* [Problem description] Using the records below, count the lines with "ServerResources" in them. Give the number only.

(Stored data)
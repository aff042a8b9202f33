// ABOUTME: Route module organization for the Echo server HTTP endpoints
// ABOUTME: Domain route groups, the shared bearer-token authenticator, and router assembly
//
// SPDX-License-Identifier: MIT OR Apache-2.0
// Copyright (c) 2026 Echo Platform

//! Route modules for the Echo server
//!
//! Routes are organized by domain; handlers stay thin and delegate to the
//! service layer. Every group receives the shared [`ServerResources`] as
//! axum state.

/// Authentication routes (register, login, refresh)
pub mod auth;
/// Conversation routes (send, history, stats, diagnostics)
pub mod echo;
/// Health check routes
pub mod health;
/// Psychological test routes (submit, history, results, questions)
pub mod tests;
/// User profile routes
pub mod users;

pub use auth::AuthRoutes;
pub use echo::EchoRoutes;
pub use health::HealthRoutes;
pub use tests::TestRoutes;
pub use users::UserRoutes;

use axum::http::HeaderMap;
use axum::Router;
use std::sync::Arc;
use tower_http::cors::CorsLayer;
use tower_http::limit::RequestBodyLimitLayer;
use tower_http::trace::TraceLayer;

use crate::auth::SCOPE_ACCESS;
use crate::database::UserRecord;
use crate::middleware;
use crate::resources::ServerResources;
use echo_core::{AppError, AppResult};

/// Maximum accepted request body size
const MAX_BODY_BYTES: usize = 1024 * 1024;

/// Resolve the authenticated user from the `Authorization` header
///
/// # Errors
///
/// Returns a 401-mapped error when the header is missing, the token is not
/// an access token, the user is unknown, or the account is deactivated.
pub(crate) async fn authenticate(
    headers: &HeaderMap,
    resources: &Arc<ServerResources>,
) -> AppResult<UserRecord> {
    let header = headers
        .get("authorization")
        .and_then(|value| value.to_str().ok())
        .ok_or_else(AppError::auth_required)?;

    let token = header
        .strip_prefix("Bearer ")
        .ok_or_else(|| AppError::auth_invalid("Missing bearer token"))?;

    let username = resources.auth.validate_token(token, SCOPE_ACCESS)?;

    let user = resources
        .database
        .users()
        .get_by_username(&username)
        .await?
        .ok_or_else(|| AppError::auth_invalid("Invalid authentication credentials"))?;

    if !user.is_active {
        return Err(AppError::auth_invalid("Account is deactivated"));
    }

    Ok(user)
}

/// Assemble the full application router
#[must_use]
pub fn router(resources: Arc<ServerResources>) -> Router {
    Router::new()
        .merge(AuthRoutes::routes(resources.clone()))
        .merge(UserRoutes::routes(resources.clone()))
        .merge(EchoRoutes::routes(resources.clone()))
        .merge(TestRoutes::routes(resources.clone()))
        .merge(HealthRoutes::routes(resources.clone()))
        .layer(axum::middleware::from_fn_with_state(
            resources,
            middleware::track_requests,
        ))
        .layer(TraceLayer::new_for_http())
        .layer(CorsLayer::permissive())
        .layer(RequestBodyLimitLayer::new(MAX_BODY_BYTES))
}
// ABOUTME: Strava API handlers for universal protocol
// ABOUTME: Single responsibility handlers that delegate auth to AuthService
//
// Licensed under either of Apache License, Version 2.0 or MIT License at your option.
// Copyright ©2025 Async-IO.org

use crate::cache::{factory::Cache, CacheKey, CacheResource};
use crate::constants::oauth_providers;
use crate::intelligence::physiological_constants::api_limits::{
    DEFAULT_ACTIVITY_LIMIT, DEFAULT_ACTIVITY_LIMIT_U32, MAX_ACTIVITY_LIMIT, QUICK_ACTIVITY_LIMIT,
};
use crate::protocols::universal::{UniversalRequest, UniversalResponse};
use crate::protocols::ProtocolError;
use crate::providers::core::FitnessProvider;
use crate::utils::uuid::parse_user_id_for_protocol;
use std::future::Future;
use std::pin::Pin;
use std::sync::Arc;

/// Create and configure Strava provider with token credentials
async fn create_configured_strava_provider(
    provider_registry: &Arc<crate::providers::ProviderRegistry>,
    token_data: &crate::protocols::universal::auth_service::TokenData,
    config: &crate::config::environment::OAuthProviderConfig,
) -> Result<Box<dyn FitnessProvider>, String> {
    let provider = provider_registry
        .create_provider(oauth_providers::STRAVA)
        .map_err(|e| format!("Failed to create provider: {e}"))?;

    let credentials = crate::providers::OAuth2Credentials {
        client_id: config.client_id.clone().unwrap_or_default(),
        client_secret: config.client_secret.clone().unwrap_or_default(),
        access_token: Some(token_data.access_token.clone()), // Safe: String ownership needed for OAuth credentials
        refresh_token: Some(token_data.refresh_token.clone()), // Safe: String ownership needed for OAuth credentials
        expires_at: Some(token_data.expires_at),
        scopes: crate::constants::oauth::STRAVA_DEFAULT_SCOPES
            .split(',')
            .map(str::to_owned)
            .collect(),
    };

    provider
        .set_credentials(credentials)
        .await
        .map_err(|e| format!("Failed to set provider credentials: {e}"))?;

    Ok(provider)
}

* [Finished exercise] 4